“I paused, because my first thought was to leave. It dawned on me that he was moving us from a pseudo-relationship to an emergent one. I could not believe it. He planned this moment. I was beginning to feel a little peeved, because we could have discussed this transition instead of just throwing me in the fire. It took me a few minutes to decide I would stay. I was not all that interested in moving to the chaos stage, but I knew this would give me an opportunity to see him on a deeper level.”
Excerpt from Red Alert: Is He the One?
Pocket Guide to Finding the Love of Your Life
Tanya E. Hood

I share 4 basic stages of a relationship in my premier book.
Pseudo – Surface. Pleasantries are exchanged, but no one reveals who they truly are. This is the abode of the representative. The representative is the image you show the world. It typically does not reflect the real you.
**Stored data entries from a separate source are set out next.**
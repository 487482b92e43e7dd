//! Infrastructure layer for Nexus.
//!
//! Contains implementations of the traits defined in `nexus-core`: SQLite
//! repositories for sessions and the bot/team roster, and an
//! OpenAI-compatible completion provider. Also loads `config.toml`.

pub mod config;
pub mod llm;
pub mod sqlite;
//! Prompt builders for collaboration sessions.
//!
//! Two prompts exist: the chained execution prompt, which hands each bot the
//! brief, its own task, and every earlier teammate's output; and the
//! planning question prompt, which asks a bot for clarifying questions.

use nexus_types::bot::Bot;
use nexus_types::llm::Message;

/// One earlier teammate's result, as shown to later bots.
#[derive(Debug, Clone, PartialEq)]
pub struct PriorContribution {
    pub bot_name: String,
    pub task: String,
    /// Sanitized output, or `"⚠️ Error: {message}"` for a failed task.
    pub output: String,
}

/// Build the messages for one execution-phase task.
///
/// Layout of the user message:
/// ```text
/// PROJECT BRIEF:
/// {brief}
///
/// YOUR SPECIFIC TASK:
/// {task}
///
/// PREVIOUS TEAM MEMBERS' WORK: ...   (or the first-member notice)
/// ```
///
/// A blank system prompt is omitted rather than sent empty.
pub fn build_chained_messages(
    brief: &str,
    system_prompt: Option<&str>,
    task: &str,
    prior: &[PriorContribution],
) -> Vec<Message> {
    let mut messages = Vec::with_capacity(2);

    if let Some(system) = system_prompt.filter(|s| !s.trim().is_empty()) {
        messages.push(Message::system(system));
    }

    let mut content = format!("PROJECT BRIEF:\n{brief}\n\nYOUR SPECIFIC TASK:\n{task}\n\n");

    if prior.is_empty() {
        content.push_str(
            "You are the first team member to work on this project. \
             Complete your task to set the foundation for the rest of the team.\n",
        );
    } else {
        content.push_str("PREVIOUS TEAM MEMBERS' WORK:\n");
        content.push_str(
            "(You can build upon, reference, or incorporate these outputs in your response)\n\n",
        );
        for (i, contribution) in prior.iter().enumerate() {
            content.push_str(&format!(
                "{}. {} ({}):\n{}\n\n",
                i + 1,
                contribution.bot_name,
                contribution.task,
                contribution.output
            ));
        }
        content.push_str(
            "---\n\nNow, complete YOUR task while considering the work done by your \
             teammates above. You may reference, build upon, or synthesize their \
             contributions as needed.\n",
        );
    }

    messages.push(Message::user(content));
    messages
}

/// Build the messages asking a bot for clarifying questions about a brief.
pub fn build_question_messages(bot: &Bot, brief: &str) -> Vec<Message> {
    let system = bot
        .system_prompt
        .as_deref()
        .filter(|s| !s.trim().is_empty())
        .map(str::to_string)
        .unwrap_or_else(|| default_system_prompt(&bot.name));

    vec![
        Message::system(system),
        Message::user(format!(
            "PROJECT BRIEF:\n{brief}\n\nYou are part of a team working on this project. \
             Based on the brief, what clarifying questions do you have? Ask 1-2 specific \
             questions that will help you understand your role and what's expected. \
             Keep it concise."
        )),
    ]
}

/// System prompt for a bot that has none of its own.
pub fn default_system_prompt(bot_name: &str) -> String {
    format!("You are {bot_name}, a helpful AI assistant working on a team project.")
}

/// Question used when the provider fails or returns nothing.
pub fn fallback_question(bot_name: &str) -> String {
    format!(
        "As {bot_name}, I'd like to know more about the specific requirements and \
         expectations for my role in this project."
    )
}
Chaos – Emergent. You get to know each other better, but not too deep. You begin to notice some differences in what you initially believed about this person, but you typically dismiss it because the attraction is growing and the need to impress suppresses you from seeing the mess.
Emptying – Becoming. Hormones have calmed down enough for you to start letting go of some pretenses and more flaws and weakness are noticed. Arguments typically happen frequently in this stage. You begin to wonder where this relationship is headed. If you can communicate your concerns, you will make it to the final stage.
Genuine – Committed. At this stage, you should know the flaws of the relationship and made a decision to still press on in love anyway.
If you don’t know what stage of the relationship you are in, you could put yourself in a position where dependencies are placed on you. You can eliminate these dependencies by putting boundaries in place to keep you whole. Your natural skills, talents, and abilities will be appreciated by the right person. Take the time today to evaluate where you are in your relationship.